__INSTRUCTIONS TO FOLLOW__
Each record must be output exactly and in full.

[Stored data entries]
________
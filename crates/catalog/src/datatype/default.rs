// Copyright (c) 2025 woxQAQ
//
// Licensed under the MIT License or Apache License 2.0
// See LICENSE files for details

use dbfixture_types::DataType;

use super::{DataTypeFactory, base_type_name, length_or_size};

/// Factory for standard SQL type names; usable with any product
#[derive(Debug, Clone, Copy, Default)]
pub struct DefaultDataTypeFactory;

impl DataTypeFactory for DefaultDataTypeFactory {
    fn name(&self) -> &'static str {
        "default"
    }

    fn create_data_type(&self, type_name: &str, column_size: Option<u32>) -> DataType {
        match base_type_name(type_name).as_str() {
            "tinyint" => DataType::TinyInt,
            "smallint" => DataType::SmallInt,
            "int" | "integer" => DataType::Integer,
            "bigint" => DataType::BigInt,
            "decimal" | "numeric" => DataType::Decimal,
            "real" | "float" => DataType::Float,
            "double" | "double precision" => DataType::Double,
            "varchar" | "character varying" | "nvarchar" => {
                DataType::Varchar(length_or_size(type_name, column_size))
            }
            "char" | "character" | "nchar" => DataType::Char(length_or_size(type_name, column_size)),
            "clob" | "nclob" | "text" | "longvarchar" => DataType::Text,
            "binary" => DataType::Binary,
            "varbinary" | "longvarbinary" => {
                DataType::VarBinary(length_or_size(type_name, column_size))
            }
            "blob" => DataType::Blob,
            "date" => DataType::Date,
            "time" => DataType::Time,
            "timestamp" => DataType::Timestamp,
            "boolean" | "bit" => DataType::Boolean,
            _ => DataType::Unknown,
        }
    }
}

#[cfg(test)]
mod tests {
    use super::*;

    #[test]
    fn test_standard_names() {
        let factory = DefaultDataTypeFactory;
        assert_eq!(factory.create_data_type("INTEGER", None), DataType::Integer);
        assert_eq!(factory.create_data_type("BIGINT", None), DataType::BigInt);
        assert_eq!(
            factory.create_data_type("VARCHAR", Some(64)),
            DataType::Varchar(Some(64))
        );
        assert_eq!(factory.create_data_type("CLOB", None), DataType::Text);
        assert_eq!(factory.create_data_type("TIMESTAMP", None), DataType::Timestamp);
    }

    #[test]
    fn test_unknown_name() {
        assert_eq!(
            DefaultDataTypeFactory.create_data_type("SDO_GEOMETRY", None),
            DataType::Unknown
        );
    }
}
________
__SOLUTION TO THE EXERCISE__
filename crates/catalog/src/datatype/default.rs
// Copyright (c) 2025 woxQAQ
//
// Licensed under the MIT License or Apache License 2.0
// See LICENSE files for details

use dbfixture_types::DataType;

use super::{DataTypeFactory, base_type_name, length_or_size};

/// Factory for standard SQL type names; usable with any product
#[derive(Debug, Clone, Copy, Default)]
pub struct DefaultDataTypeFactory;

impl DataTypeFactory for DefaultDataTypeFactory {
    fn name(&self) -> &'static str {
        "default"
    }

    fn create_data_type(&self, type_name: &str, column_size: Option<u32>) -> DataType {
        match base_type_name(type_name).as_str() {
            "tinyint" => DataType::TinyInt,
            "smallint" => DataType::SmallInt,
            "int" | "integer" => DataType::Integer,
            "bigint" => DataType::BigInt,
            "decimal" | "numeric" => DataType::Decimal,
            "real" | "float" => DataType::Float,
            "double" | "double precision" => DataType::Double,
            "varchar" | "character varying" | "nvarchar" => {
                DataType::Varchar(length_or_size(type_name, column_size))
            }
            "char" | "character" | "nchar" => DataType::Char(length_or_size(type_name, column_size)),
            "clob" | "nclob" | "text" | "longvarchar" => DataType::Text,
            "binary" => DataType::Binary,
            "varbinary" | "longvarbinary" => {
                DataType::VarBinary(length_or_size(type_name, column_size))
            }
            "blob" => DataType::Blob,
            "date" => DataType::Date,
            "time" => DataType::Time,
            "timestamp" => DataType::Timestamp,
            "boolean" | "bit" => DataType::Boolean,
            _ => DataType::Unknown,
        }
    }
}

#[cfg(test)]
mod tests {
    use super::*;

    #[test]
    fn test_standard_names() {
        let factory = DefaultDataTypeFactory;
        assert_eq!(factory.create_data_type("INTEGER", None), DataType::Integer);
        assert_eq!(factory.create_data_type("BIGINT", None), DataType::BigInt);
        assert_eq!(
            factory.create_data_type("VARCHAR", Some(64)),
            DataType::Varchar(Some(64))
        );
        assert_eq!(factory.create_data_type("CLOB", None), DataType::Text);
        assert_eq!(factory.create_data_type("TIMESTAMP", None), DataType::Timestamp);
    }

    #[test]
    fn test_unknown_name() {
        assert_eq!(
            DefaultDataTypeFactory.create_data_type("SDO_GEOMETRY", None),
            DataType::Unknown
        );
    }
}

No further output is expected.